Wednesday, September 30, 2015

They didn't tell me the rules!

     Rules are everywhere and yet many of us grew up not knowing the rules.  Worse yet, the rules have changed over time and some are not even close to the original.  Take for example dinner table rules.  Don't put your elbows on the table.  Not a problem for the generation that eat on the couch in the family room or the teenager who stacks dishes in their rooms because they forgot where they got them.  Remember the bathroom rules?  Put the lid down when you are done.  Most have given up on this fight in favor of "pick up your dirty clothes and towels when you're done."  Some rules were particular to relationships.  For instance implied or spoken children weren't to speak unless spoken to.  That's one that is gone.  The rules for respect of elders has also diminished and in a lot of instances disappeared over the years.  How about the rule that you go to school, study hard, find a job and be a contributor to society?  My favorite though is the Golden Rule.  Do unto others what you would like them to do unto you.  Sounds simple enough but would I really like someone heavy into some of the fringe cultures sharing their world with me?  I think not.
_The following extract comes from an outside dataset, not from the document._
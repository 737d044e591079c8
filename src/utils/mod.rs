pub(crate) mod progress_bar_builder;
     Some of the rules we learned were sick.  Like, dads upset what did I do wrong?  The rule was that somehow what was wrong was my fault.  As you go through the Bible from beginning to end this rule is present more often than not.  All we did was travel to Egypt to escape the famine and to live.  What did we do to deserve slavery?  David and his men fleeing King Saul must have wondered the same thing.  Adam and Eve were there in the garden minding their own business when that serpent arrived and the rest is history.  Yep, that's where it started.  God had told them they had everything and needed nothing.  They were innocent and didn't even know what "wrong" meant.  Then one day all that changed for not  only them but for every man, woman and child on earth from that day to eternity.  Thank you Adam and Eve!!!  There was only ONE rule and they broke it.  Why?  Because they wanted to.  Most of the time when I break a rule I do so for the very same reason.  How about you? 
     We don't need to own other people's actions and reactions.  We only need to own our own actions and reactions.  People cannot make me feel like I broke the rules.  I need to acknowledge that I broke the rules of my own volition.  When I sin, "the devil didn't make me do it."  I chose to do sin.  I don't excuse anyone from making their own choice to break the rules.  Since that privilege is for God to do the task is none of my business.  What if (here comes a novel thought) we actually were honest with God, others and ourselves about our life.  Good, bad, indifferent alike were to be openly discussed and with me acknowledging that I had failed to obey the rules.  What rules am I talking about?  There are only two.  I knew nothing of either of them until I was 20 years old.  Until that time the rules I knew were a mixed bag of everything.  Whatever felt right.  The two rules that have stood the test of time are first to "love the Lord God with all your heart, soul and mind.  The second is like it in that we are to "love our neighbors as ourselves."  Wait!  That really sounds like only one rule:  to LOVE. What if we actually had all of our life centered offensively on love and defensively on nothing? 
     The people around me growing up couldn't tell me what the rules were because they didn't know them themselves.  How can you go around sharing LOVE when you're busy taking care of your own agenda?   I grew up in a prison of sick and selfish rules that damaged me in many ways.  Some of them affect me still today.  The love of God has been transforming my life since I gave my life to him in 1972.  That's a lot of years at work to have not finished the job.  Probably because there is so much trash to clean out first.  If over the years I had been concentrated on cleaning out my own trash and less concerned about the splinter in others eyes, maybe I'd be further along.  So, today, I will try to stay with the loving and leave the rest to God.